2.3.4 Therapist Predictors Professional characteristics

Participants’ professional characteristics were assessed at baseline, including: (1) highest academic degree (recoded to 1 = Bachelor’s level (BA, BS, RN), 2 = Master’s level (MA, MS, MSW, MFT), 3 = Doctoral level (PhD, PsyD, MD, or doctoral candidate), (2) years of experience working as a treatment provider since receiving their degree, and (3) theoretical orientation (recoded to 0 = Not cognitive and/or behavioral and 1 = Cognitive and/or behavioral). Knowledge

A 49-item multiple choice instrument (with 4–6 response choices per item) was developed to assess knowledge of course content as well as ability to apply knowledge in hypothetical clinical scenarios. The score used for analysis was the proportion of items correct at post-training.

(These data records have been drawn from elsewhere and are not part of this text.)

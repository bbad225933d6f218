pub mod camera;
pub mod gpu_context;
pub mod mesh;
pub mod sprite_pipeline;
pub mod texture;
pub mod vertex;

pub use camera::{CameraUniform, ScreenCamera};
pub use gpu_context::GpuContext;
pub use mesh::{DrawCall, MeshBuffers, QuadSpec, SpriteBatch};
pub use sprite_pipeline::SpritePipeline;
pub use texture::Texture;
pub use vertex::SpriteVertex;
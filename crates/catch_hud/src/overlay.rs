//! Heads-up display rendered via egui on top of the sprites.
//!
//! Score and tutorial text are always drawn. The debug window is toggled
//! with F3. egui needs a split render:
//!
//!   1. `prepare()` -- run UI logic, produce tessellated primitives
//!   2. `upload()`  -- upload textures and update GPU buffers (borrows encoder mutably)
//!   3. `paint()`   -- render into a new render pass with `forget_lifetime()`
//!   4. `cleanup()` -- free textures egui no longer references

use catch_core::FrameClock;
use glam::Vec2;
use winit::window::Window;

use crate::text::TextSlot;

#[derive(Debug, Clone, Default)]
pub struct DebugStats {
    pub ticks: u64,
    pub score: u64,
    pub player_position: Vec2,
    pub player_velocity: Vec2,
    pub cosmetic_label: String,
    pub sprite_count: u32,
    pub draw_calls: u32,
}

pub struct HudOverlay {
    pub egui_ctx: egui::Context,
    pub egui_winit_state: egui_winit::State,
    pub egui_renderer: egui_wgpu::Renderer,
    pub debug_visible: bool,
    score: TextSlot,
    tutorial: TextSlot,
}

impl HudOverlay {
    pub fn new(
        device: &wgpu::Device,
        surface_format: wgpu::TextureFormat,
        window: &Window,
        score: TextSlot,
        tutorial: TextSlot,
    ) -> Self {
        let egui_ctx = egui::Context::default();
        let egui_winit_state = egui_winit::State::new(
            egui_ctx.clone(),
            egui_ctx.viewport_id(),
            window,
            None,
            None,
            None,
        );
        let egui_renderer = egui_wgpu::Renderer::new(device, surface_format, None, 1, false);

        Self {
            egui_ctx,
            egui_winit_state,
            egui_renderer,
            debug_visible: false,
            score,
            tutorial,
        }
    }

    pub fn handle_window_event(
        &mut self,
        window: &Window,
        event: &winit::event::WindowEvent,
    ) -> bool {
        let response = self.egui_winit_state.on_window_event(window, event);
        response.consumed
    }

    pub fn toggle_debug(&mut self) {
        self.debug_visible = !self.debug_visible;
        log::info!(
            "Debug window: {}",
            if self.debug_visible { "ON" } else { "OFF" }
        );
    }

    pub fn prepare(
        &mut self,
        window: &Window,
        clock: &FrameClock,
        stats: &DebugStats,
    ) -> (Vec<egui::ClippedPrimitive>, egui::TexturesDelta) {
        let raw_input = self.egui_winit_state.take_egui_input(window);
        let score = self.score.get();
        let tutorial = self.tutorial.get();
        let debug_visible = self.debug_visible;

        let full_output = self.egui_ctx.run(raw_input, |ctx| {
            egui::Area::new(egui::Id::new("score"))
                .anchor(egui::Align2::LEFT_TOP, [16.0, 12.0])
                .interactable(false)
                .show(ctx, |ui| {
                    ui.label(
                        egui::RichText::new(&score)
                            .size(36.0)
                            .strong()
                            .color(egui::Color32::WHITE),
                    );
                });

            egui::Area::new(egui::Id::new("tutorial"))
                .anchor(egui::Align2::CENTER_BOTTOM, [0.0, -24.0])
                .interactable(false)
                .show(ctx, |ui| {
                    ui.vertical_centered(|ui| {
                        ui.label(
                            egui::RichText::new(&tutorial)
                                .size(22.0)
                                .color(egui::Color32::WHITE),
                        );
                    });
                });

            if debug_visible {
                egui::Window::new("Debug")
                    .default_pos([10.0, 80.0])
                    .show(ctx, |ui| {
                        for line in debug_lines(clock, stats) {
                            ui.label(line);
                        }
                    });
            }
        });

        self.egui_winit_state
            .handle_platform_output(window, full_output.platform_output);

        let primitives = self
            .egui_ctx
            .tessellate(full_output.shapes, full_output.pixels_per_point);

        (primitives, full_output.textures_delta)
    }

    /// Upload textures and update buffers. Call before creating the egui render pass.
    pub fn upload(
        &mut self,
        device: &wgpu::Device,
        queue: &wgpu::Queue,
        encoder: &mut wgpu::CommandEncoder,
        primitives: &[egui::ClippedPrimitive],
        textures_delta: &egui::TexturesDelta,
        screen_descriptor: &egui_wgpu::ScreenDescriptor,
    ) {
        for (id, image_delta) in &textures_delta.set {
            self.egui_renderer
                .update_texture(device, queue, *id, image_delta);
        }

        self.egui_renderer
            .update_buffers(device, queue, encoder, primitives, screen_descriptor);
    }

    pub fn paint(
        &self,
        render_pass: &mut wgpu::RenderPass<'static>,
        primitives: &[egui::ClippedPrimitive],
        screen_descriptor: &egui_wgpu::ScreenDescriptor,
    ) {
        self.egui_renderer
            .render(render_pass, primitives, screen_descriptor);
    }

    pub fn cleanup(&mut self, textures_delta: &egui::TexturesDelta) {
        for id in &textures_delta.free {
            self.egui_renderer.free_texture(id);
        }
    }
}

fn debug_lines(clock: &FrameClock, stats: &DebugStats) -> Vec<String> {
    vec![
        format!("FPS: {:.1}", clock.smoothed_fps),
        format!("Frame time: {:.2} ms", clock.smoothed_frame_time_ms),
        format!("Ticks: {}", stats.ticks),
        format!(
            "Player: ({:.0}, {:.0})",
            stats.player_position.x, stats.player_position.y
        ),
        format!(
            "Velocity: ({:.1}, {:.1})",
            stats.player_velocity.x, stats.player_velocity.y
        ),
        format!("Score: {}", stats.score),
        format!("Mode: {}", stats.cosmetic_label),
        format!(
            "Sprites: {} / draw calls: {}",
            stats.sprite_count, stats.draw_calls
        ),
    ]
}

#[cfg(test)]
mod tests {
    use super::*;

    #[test]
    fn debug_lines_report_session_state() {
        let clock = FrameClock::new();
        let stats = DebugStats {
            ticks: 120,
            score: 3,
            player_position: Vec2::new(640.0, 355.0),
            player_velocity: Vec2::new(0.0, -5.0),
            cosmetic_label: "egg".to_string(),
            sprite_count: 3,
            draw_calls: 3,
        };
        let lines = debug_lines(&clock, &stats);
        assert!(lines.contains(&"Ticks: 120".to_string()));
        assert!(lines.contains(&"Player: (640, 355)".to_string()));
        assert!(lines.contains(&"Velocity: (0.0, -5.0)".to_string()));
        assert!(lines.contains(&"Mode: egg".to_string()));
    }
}
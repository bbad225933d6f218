pub mod assets;
pub mod collision;
pub mod config;
pub mod cosmetic;
pub mod entity;
pub mod host;
pub mod input;
pub mod movement;
pub mod replay;
pub mod session;
pub mod time;

pub use assets::{AssetCatalog, TextureHandle};
pub use collision::{overlaps, Aabb, Bounded};
pub use config::GameConfig;
pub use cosmetic::{CosmeticMode, CosmeticToggle};
pub use host::{AudioBank, AudioTrack, Collaborators, NullText, TextDisplay};
pub use input::{BindingId, InputDispatcher, KeyHandler};
pub use movement::{Facing, Motion, MovementController};
pub use session::{GameSession, TickReport, World};
pub use time::FrameClock;
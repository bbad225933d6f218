//! Logical texture names resolved by the host's preload step.
//!
//! The host decodes and uploads textures, then records each one here under
//! its logical name ("player", "player_egg", ...). Gameplay asks for required
//! textures through `require` (missing is fatal) and cosmetic ones through
//! `optional` (missing disables the feature).

use std::collections::HashMap;
use std::sync::Arc;

use glam::Vec2;

#[derive(Debug, Clone, PartialEq, Eq, Hash)]
pub struct TextureHandle {
    pub key: Arc<str>,
    pub width: u32,
    pub height: u32,
}

impl TextureHandle {
    pub fn new(key: &str, width: u32, height: u32) -> Self {
        Self {
            key: Arc::from(key),
            width,
            height,
        }
    }

    pub fn size(&self) -> Vec2 {
        Vec2::new(self.width as f32, self.height as f32)
    }
}

#[derive(Debug, Clone, Default)]
pub struct AssetCatalog {
    textures: HashMap<String, TextureHandle>,
}

impl AssetCatalog {
    pub fn new() -> Self {
        Self::default()
    }

    pub fn insert(&mut self, name: &str, width: u32, height: u32) -> TextureHandle {
        let handle = TextureHandle::new(name, width, height);
        self.textures.insert(name.to_string(), handle.clone());
        handle
    }

    pub fn contains(&self, name: &str) -> bool {
        self.textures.contains_key(name)
    }

    pub fn len(&self) -> usize {
        self.textures.len()
    }

    pub fn is_empty(&self) -> bool {
        self.textures.is_empty()
    }

    pub fn require(&self, name: &str) -> Result<TextureHandle, String> {
        self.textures
            .get(name)
            .cloned()
            .ok_or_else(|| format!("Required texture '{name}' was not loaded"))
    }

    pub fn optional(&self, name: &str) -> Option<TextureHandle> {
        let found = self.textures.get(name).cloned();
        if found.is_none() {
            log::warn!("Optional texture '{}' is unavailable; its cosmetic swap is disabled", name);
        }
        found
    }
}

#[cfg(test)]
mod tests {
    use super::*;

    #[test]
    fn require_returns_inserted_handle() {
        let mut catalog = AssetCatalog::new();
        catalog.insert("player", 128, 64);
        let handle = catalog.require("player").expect("player was inserted");
        assert_eq!(&*handle.key, "player");
        assert_eq!(handle.size(), Vec2::new(128.0, 64.0));
    }

    #[test]
    fn require_missing_is_an_error_naming_the_asset() {
        let catalog = AssetCatalog::new();
        let err = catalog.require("background").expect_err("nothing loaded");
        assert!(err.contains("'background'"));
    }

    #[test]
    fn optional_missing_is_none() {
        let mut catalog = AssetCatalog::new();
        catalog.insert("target", 10, 10);
        assert!(catalog.optional("target_egg").is_none());
        assert!(catalog.optional("target").is_some());
        assert_eq!(catalog.len(), 1);
    }
}
struct App {
    platform: PlatformConfig,
    config: GameConfig,
    state: Option<EngineState>,
}

impl App {
    fn new(config: GameConfig) -> Self {
        Self {
            platform: PlatformConfig::default(),
            config,
            state: None,
        }
    }
}

impl ApplicationHandler for App {
    fn resumed(&mut self, event_loop: &ActiveEventLoop) {
        if self.state.is_some() {
            return;
        }
        let started = catch_platform::create_window(event_loop, &self.platform)
            .and_then(|window| EngineState::new(window, &self.config));
        match started {
            Ok(state) => self.state = Some(state),
            Err(e) => {
                log::error!("Failed to start: {e}");
                event_loop.exit();
            }
        }
    }

    fn about_to_wait(&mut self, _event_loop: &ActiveEventLoop) {
        if let Some(state) = &self.state {
            state.window.request_redraw();
        }
    }

    fn window_event(
        &mut self,
        event_loop: &ActiveEventLoop,
        _window_id: WindowId,
        event: WindowEvent,
    ) {
        let state = match self.state.as_mut() {
            Some(s) => s,
            None => return,
        };

        let egui_consumed = state.hud.handle_window_event(&state.window, &event);

        match event {
            WindowEvent::CloseRequested => {
                log::info!("Close requested, exiting.");
                state.session.shutdown();
                event_loop.exit();
            }

            WindowEvent::Resized(physical_size) => {
                let w = physical_size.width;
                let h = physical_size.height;
                if w > 0 && h > 0 {
                    state.gpu.resize(w, h);
                    state.camera.viewport = (w, h);
                    log::info!("Resized to {}x{}", w, h);
                }
            }

            WindowEvent::KeyboardInput { event, .. } if !egui_consumed => {
                state.handle_key(event_loop, &event);
            }

            WindowEvent::RedrawRequested => {
                if state.gpu.size.0 == 0 || state.gpu.size.1 == 0 {
                    return;
                }
                state.redraw();
            }

            _ => {}
        }
    }
}

#[derive(Debug, PartialEq)]
struct CliArgs {
    config: PathBuf,
    replay: Option<PathBuf>,
    seed: u64,
}

fn parse_args(args: impl IntoIterator<Item = String>) -> Result<CliArgs, String> {
    let mut parsed = CliArgs {
        config: PathBuf::from(CONFIG_PATH),
        replay: None,
        seed: 0,
    };
    let mut args = args.into_iter();
    while let Some(arg) = args.next() {
        let mut value = |flag: &str| {
            args.next()
                .ok_or_else(|| format!("Missing value for {flag}"))
        };
        match arg.as_str() {
            "--config" => parsed.config = PathBuf::from(value("--config")?),
            "--replay" => parsed.replay = Some(PathBuf::from(value("--replay")?)),
            "--seed" => {
                let raw = value("--seed")?;
                parsed.seed = raw
                    .parse()
                    .map_err(|e| format!("Invalid --seed '{raw}': {e}"))?;
            }
            other => return Err(format!("Unknown argument '{other}'")),
        }
    }
    Ok(parsed)
}

fn run_replay(config: &GameConfig, path: &Path, seed: u64) -> Result<ReplayOutcome, String> {
    let script = load_replay_from_path(path)?;
    let catalog = probe_catalog(config)?;
    let mut session = GameSession::new(
        config,
        &catalog,
        Collaborators::silent(),
        script.viewport(),
        StdRng::seed_from_u64(seed),
    )?;
    let outcome = script.run(&mut session);
    session.shutdown();
    Ok(outcome)
}

fn main() {
    env_logger::Builder::from_env(env_logger::Env::default().default_filter_or("info")).init();

    let args = match parse_args(std::env::args().skip(1)) {
        Ok(args) => args,
        Err(e) => {
            log::error!("{e}");
            log::error!("Usage: catch_game [--config <path>] [--replay <script.json> [--seed <n>]]");
            std::process::exit(2);
        }
    };
    let config = match load_config_or_default(&args.config) {
        Ok(config) => config,
        Err(e) => {
            log::error!("{e}");
            std::process::exit(1);
        }
    };

    if let Some(path) = &args.replay {
        match run_replay(&config, path, args.seed) {
            Ok(outcome) => log::info!(
                "Replay finished: {} ticks, score {}, scoring ticks {:?}, player at ({}, {})",
                outcome.ticks,
                outcome.score,
                outcome.scoring_ticks,
                outcome.final_position.x,
                outcome.final_position.y
            ),
            Err(e) => {
                log::error!("Replay failed: {e}");
                std::process::exit(1);
            }
        }
        return;
    }

    log::info!("Catch the Star starting...");

    let event_loop = match EventLoop::new() {
        Ok(event_loop) => event_loop,
        Err(e) => {
            log::error!("Failed to create event loop: {e}");
            std::process::exit(1);
        }
    };
    event_loop.set_control_flow(ControlFlow::Poll);

    let mut app = App::new(config);
    if let Err(e) = event_loop.run_app(&mut app) {
        log::error!("Event loop error: {e}");
        std::process::exit(1);
    }
}
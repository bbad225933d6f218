//! Physical keys as W3C `KeyboardEvent.code` strings ("KeyW", "ArrowUp", "Space").

use winit::keyboard::{KeyCode, PhysicalKey};

/// winit names its key codes after the W3C codes, so the `Debug` name is the
/// code itself.
pub fn key_code_name(code: KeyCode) -> String {
    format!("{code:?}")
}

/// `None` for keys the platform could not identify.
pub fn physical_key_code(key: PhysicalKey) -> Option<String> {
    match key {
        PhysicalKey::Code(code) => Some(key_code_name(code)),
        PhysicalKey::Unidentified(native) => {
            log::debug!("Ignoring unidentified key {native:?}");
            None
        }
    }
}

#[cfg(test)]
mod tests {
    use super::*;
    use winit::keyboard::NativeKeyCode;

    #[test]
    fn movement_keys_map_to_w3c_codes() {
        assert_eq!(key_code_name(KeyCode::KeyW), "KeyW");
        assert_eq!(key_code_name(KeyCode::KeyA), "KeyA");
        assert_eq!(key_code_name(KeyCode::ArrowUp), "ArrowUp");
        assert_eq!(key_code_name(KeyCode::ArrowRight), "ArrowRight");
        assert_eq!(key_code_name(KeyCode::Space), "Space");
        assert_eq!(key_code_name(KeyCode::ShiftLeft), "ShiftLeft");
    }

    #[test]
    fn unidentified_keys_are_dropped() {
        assert_eq!(
            physical_key_code(PhysicalKey::Code(KeyCode::KeyD)).as_deref(),
            Some("KeyD")
        );
        assert_eq!(
            physical_key_code(PhysicalKey::Unidentified(NativeKeyCode::Unidentified)),
            None
        );
    }
}
pub mod overlay;
pub mod text;

pub use overlay::{DebugStats, HudOverlay};
pub use text::TextSlot;
//! One game session: the world, its key bindings and the per-tick loop.
//!
//! The host forwards key events (`key_down` / `key_up`) and calls `tick` once
//! per rendered frame with the current viewport size. Both run to completion
//! on the same thread, so key handlers always finish before the next tick
//! observes their effect.
//!
//! Each tick:
//!   1. integrate the player (per-axis, no-op past the viewport edge)
//!   2. stretch the background over the viewport
//!   3. test player against target
//!   4. on overlap: score, play the cue, update the score text, relocate the target
//!
//! There is no cooldown. If the relocated target still overlaps the player,
//! the next tick scores again.

use glam::Vec2;
use rand::Rng;

use crate::assets::AssetCatalog;
use crate::collision::overlaps;
use crate::config::GameConfig;
use crate::cosmetic::{self, CosmeticHost, CosmeticMode, CosmeticToggle};
use crate::entity::{Background, Player, SkinSet, Target};
use crate::host::{AudioBank, Collaborators, TextDisplay};
use crate::input::{handler, BindingId, InputDispatcher};
use crate::movement::{Motion, MovementController};

pub const TUTORIAL_TEXT: &str = "Catch the star!\nUse WASD or arrow keys to move";
pub const EGG_TUTORIAL_TEXT: &str = "Catch the jellyfish!\nUse WASD or arrow keys to move";

pub fn format_score(score: u64) -> String {
    format!("Score: {score}")
}

/// Everything key handlers and cosmetic subscribers are allowed to mutate.
pub struct World {
    pub player: Player,
    pub target: Target,
    pub background: Background,
    pub score: u64,
    pub audio: AudioBank,
    score_text: Box<dyn TextDisplay>,
    tutorial_text: Box<dyn TextDisplay>,
    cosmetic: CosmeticToggle<World>,
}

impl World {
    pub fn cosmetic_mode(&self) -> CosmeticMode {
        self.cosmetic.mode()
    }

    fn player_motion(world: &mut World) -> &mut Motion {
        &mut world.player.motion
    }
}

impl CosmeticHost for World {
    fn cosmetic(&mut self) -> &mut CosmeticToggle<Self> {
        &mut self.cosmetic
    }
}

#[derive(Debug, Clone, Copy, PartialEq, Eq)]
pub struct TickReport {
    pub tick: u64,
    pub scored: bool,
    pub score: u64,
}

pub struct GameSession<R> {
    input: InputDispatcher<World>,
    world: World,
    rng: R,
    ticks: u64,
}

impl<R: Rng> GameSession<R> {
    /// Build the world from preloaded assets. Fails if a required texture is missing.
    pub fn new(
        config: &GameConfig,
        catalog: &AssetCatalog,
        collaborators: Collaborators,
        viewport: Vec2,
        mut rng: R,
    ) -> Result<Self, String> {
        let skins = SkinSet::resolve(catalog, &config.skins)?;
        let Collaborators {
            score_text,
            tutorial_text,
            audio,
        } = collaborators;

        let mut target = Target::new(skins.target);
        target.relocate(&mut rng, viewport);

        let mut world = World {
            player: Player::new(skins.player, viewport, config.movement.speed),
            target,
            background: Background::new(skins.background, viewport),
            score: 0,
            audio,
            score_text,
            tutorial_text,
            cosmetic: CosmeticToggle::new(),
        };
        subscribe_cosmetics(&mut world.cosmetic);

        world.score_text.set_value(&format_score(0));
        world.tutorial_text.set_value(TUTORIAL_TEXT);
        world.audio.start_music();

        let mut input = InputDispatcher::new();
        let movement = MovementController::new(
            World::player_motion,
            config.movement.speed,
            config.movement.sprint_speed,
        );
        for keys in &config.bindings.movement_sets {
            movement.register(&mut input, keys);
        }
        movement.bind_sprint(&mut input, &config.bindings.sprint);
        bind_cosmetic_toggle(&mut input, &config.bindings.cosmetic_toggle);

        log::info!(
            "Session ready: {} key bindings, viewport {}x{}",
            input.bound_count(),
            viewport.x,
            viewport.y
        );

        Ok(Self {
            input,
            world,
            rng,
            ticks: 0,
        })
    }

    pub fn key_down(&mut self, code: &str) {
        self.world.audio.resume_music();
        self.input.key_down(code, &mut self.world);
    }

    pub fn key_up(&mut self, code: &str) {
        self.input.key_up(code, &mut self.world);
    }

    /// Run one frame of gameplay against the viewport as it is right now.
    pub fn tick(&mut self, viewport: Vec2) -> TickReport {
        self.ticks += 1;
        let world = &mut self.world;

        world.player.integrate(viewport);
        world.background.fit(viewport);

        let scored = overlaps(&world.player, &world.target);
        if scored {
            world.score += 1;
            world.audio.play_score_cue(world.cosmetic.mode().is_egg());
            world.score_text.set_value(&format_score(world.score));
            world.target.relocate(&mut self.rng, viewport);
            log::info!("Score! total = {}", world.score);
        }

        TickReport {
            tick: self.ticks,
            scored,
            score: world.score,
        }
    }

    pub fn world(&self) -> &World {
        &self.world
    }

    pub fn world_mut(&mut self) -> &mut World {
        &mut self.world
    }

    pub fn input(&self) -> &InputDispatcher<World> {
        &self.input
    }

    pub fn score(&self) -> u64 {
        self.world.score
    }

    pub fn ticks(&self) -> u64 {
        self.ticks
    }

    pub fn cosmetic_mode(&self) -> CosmeticMode {
        self.world.cosmetic_mode()
    }

    /// Release every key binding. Safe to call more than once.
    pub fn shutdown(&mut self) {
        if self.input.bound_count() > 0 {
            log::info!("Session shutdown after {} ticks, score {}", self.ticks, self.world.score);
        }
        self.input.unbind_all();
    }
}

fn subscribe_cosmetics(toggle: &mut CosmeticToggle<World>) {
    toggle.subscribe("player", |w: &mut World, mode| w.player.apply_cosmetic(mode));
    toggle.subscribe("target", |w: &mut World, mode| w.target.apply_cosmetic(mode));
    toggle.subscribe("background", |w: &mut World, mode| {
        w.background.apply_cosmetic(mode)
    });
    toggle.subscribe("music", |w: &mut World, mode| {
        w.audio.select_music(mode.is_egg())
    });
    toggle.subscribe("tutorial_text", |w: &mut World, mode| {
        let text = if mode.is_egg() {
            EGG_TUTORIAL_TEXT
        } else {
            TUTORIAL_TEXT
        };
        w.tutorial_text.set_value(text);
    });
}

fn bind_cosmetic_toggle(input: &mut InputDispatcher<World>, code: &str) -> BindingId {
    let id = input.bind(code);
    input.set_on_press(
        id,
        handler(|world: &mut World, _| {
            cosmetic::flip(world);
        }),
    );
    id
}
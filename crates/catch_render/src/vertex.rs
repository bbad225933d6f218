#[repr(C)]
#[derive(Copy, Clone, Debug, PartialEq, bytemuck::Pod, bytemuck::Zeroable)]
pub struct SpriteVertex {
    pub position: [f32; 2],
    pub tex_coords: [f32; 2],
    pub color: [f32; 4],
}

impl SpriteVertex {
    pub const ATTRIBUTES: [wgpu::VertexAttribute; 3] = [
        // position
        wgpu::VertexAttribute {
            offset: std::mem::offset_of!(SpriteVertex, position) as wgpu::BufferAddress,
            shader_location: 0,
            format: wgpu::VertexFormat::Float32x2,
        },
        // tex_coords
        wgpu::VertexAttribute {
            offset: std::mem::offset_of!(SpriteVertex, tex_coords) as wgpu::BufferAddress,
            shader_location: 1,
            format: wgpu::VertexFormat::Float32x2,
        },
        // color
        wgpu::VertexAttribute {
            offset: std::mem::offset_of!(SpriteVertex, color) as wgpu::BufferAddress,
            shader_location: 2,
            format: wgpu::VertexFormat::Float32x4,
        },
    ];

    pub fn layout() -> wgpu::VertexBufferLayout<'static> {
        wgpu::VertexBufferLayout {
            array_stride: std::mem::size_of::<SpriteVertex>() as wgpu::BufferAddress,
            step_mode: wgpu::VertexStepMode::Vertex,
            attributes: &Self::ATTRIBUTES,
        }
    }
}

#[cfg(test)]
mod tests {
    use super::*;

    #[test]
    fn layout_matches_struct() {
        let layout = SpriteVertex::layout();
        assert_eq!(layout.array_stride, 32);
        assert_eq!(layout.attributes[1].offset, 8);
        assert_eq!(layout.attributes[2].offset, 16);
    }
}
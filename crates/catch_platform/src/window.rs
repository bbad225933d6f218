use std::sync::Arc;
use winit::event_loop::ActiveEventLoop;
use winit::window::{Window, WindowAttributes};

pub struct PlatformConfig {
    pub title: String,
    pub width: u32,
    pub height: u32,
    pub resizable: bool,
}

impl Default for PlatformConfig {
    fn default() -> Self {
        Self {
            title: "Catch the Star".to_string(),
            width: 1280,
            height: 720,
            resizable: true,
        }
    }
}

pub fn create_window(
    event_loop: &ActiveEventLoop,
    config: &PlatformConfig,
) -> Result<Arc<Window>, String> {
    let attrs = WindowAttributes::default()
        .with_title(&config.title)
        .with_resizable(config.resizable)
        .with_inner_size(winit::dpi::LogicalSize::new(config.width, config.height));

    let window = event_loop
        .create_window(attrs)
        .map_err(|e| format!("Failed to create window: {e}"))?;
    log::info!(
        "Window '{}' created ({}x{} logical)",
        config.title,
        config.width,
        config.height
    );
    Ok(Arc::new(window))
}
use std::cell::RefCell;
use std::rc::Rc;

use catch_core::TextDisplay;

/// Shared string written by the session and read by the overlay each frame.
#[derive(Clone, Default)]
pub struct TextSlot(Rc<RefCell<String>>);

impl TextSlot {
    pub fn new() -> Self {
        Self::default()
    }

    pub fn get(&self) -> String {
        self.0.borrow().clone()
    }

    pub fn is_empty(&self) -> bool {
        self.0.borrow().is_empty()
    }
}

impl TextDisplay for TextSlot {
    fn set_value(&mut self, value: &str) {
        let mut text = self.0.borrow_mut();
        text.clear();
        text.push_str(value);
    }
}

Self-efficacy

An adapted 27-item version of the self-efficacy subscale of the Behavioral Anticipation and Confidence Questionnaire (BAQ; Dimeff et al., 2009) measured participants’ confidence in their ability to use ET at post-training. All items began with “I feel confident in my ability to” and an example item is “Conduct imaginal exposure.” Items were rated on a 5-point Likert scale ranging from 1 = “Not Confident” to 5 = “Very Confident.” The score used for analysis was the mean across items at post-training (Cronbach’s alpha = .95). Attitudes toward ET

The 22-item Attitudes Toward Exposure Therapy scale (ATET; Harned et al., 2011) assessed participants beliefs about ET at post-training using a mixture of positive (e.g., “Exposure therapy is effective for real-world patients with complex problems”) and negative items (e.g., “Exposure therapy is too emotionally distant or “cold” for my liking”). Items were rated on a 5-point Likert scale ranging from 1 = “Not at all” or “Strongly disagree” to 5 = “Very much so” or “Strongly agree”. A total score was created by averaging all items with higher scores representing more negative attitudes toward ET (Cronbach’s alpha = .85). Anxiety sensitivity

The 16-item Anxiety Sensitivity Index (Reiss, Peterson, Gursky, & McNally, 1986) assessed participants’ fear of anxiety-related sensations at baseline (e.g., “It scares me when I am nervous”). Items were rated on a 5-point Likert scale ranging from 0 = “Very little” to 4 = “Very much”. A total score was creating by summing all items (Cronbach’s alpha = .89).

2.4 Analysis Strategy

Analyses examined the effects of organizational, client, and therapist characteristics, as well as their interactions with training condition, on two outcomes: clinical use of and clinical proficiency in ET. Analyses were performed using the Generalized Linear Model (GLM) procedure, treating clinical use as a count variable with a negative binomial distribution and clinical proficiency as a continuous variable with a normal distribution. The large number of organizational, client, and therapist predictors (n=12) relative to the sample size precluded the inclusion of all predictors in a single GLM model. Instead, for each outcome, analyses were conducted in two steps. The first step was to identify predictors that were related to each outcome by running separate GLM models for each predictor and outcome combination. Each of these models also included an interaction term between training condition and the predictor variable, as well as a main effect for training condition. The effects of specific interest for the purposes of this study were the organizational, client, and therapist characteristics and their interactions with training condition. To allow for examination of the multivariate effect of predictors, in a second step a GLM model was run that included all of the significant predictors and interactions identified in the first models. For all GLM models, continuous predictors were centered prior to analysis and calculation of interactions. Baseline data were used for stable predictor variables (professional characteristics and anxiety sensitivity), whereas post-training data were used for predictors that may have changed during the course of training (organizational and client barriers, therapist knowledge, self-efficacy, and attitudes). Data for both outcomes were from the final follow-up assessment at 12 weeks post-training.

3. Results

3.1 Descriptive Analyses

3.1.1 Sample characteristics

The demographic and professional characteristics of the intent-to-train sample (N=181) are shown in Table 1. Therapists were primarily female (71.3%), Caucasian (72.1%), cognitive-behavioral in orientation (56.1%), and working as a Master’s level social worker or counselor (56.2%) in an outpatient community mental health center (41%).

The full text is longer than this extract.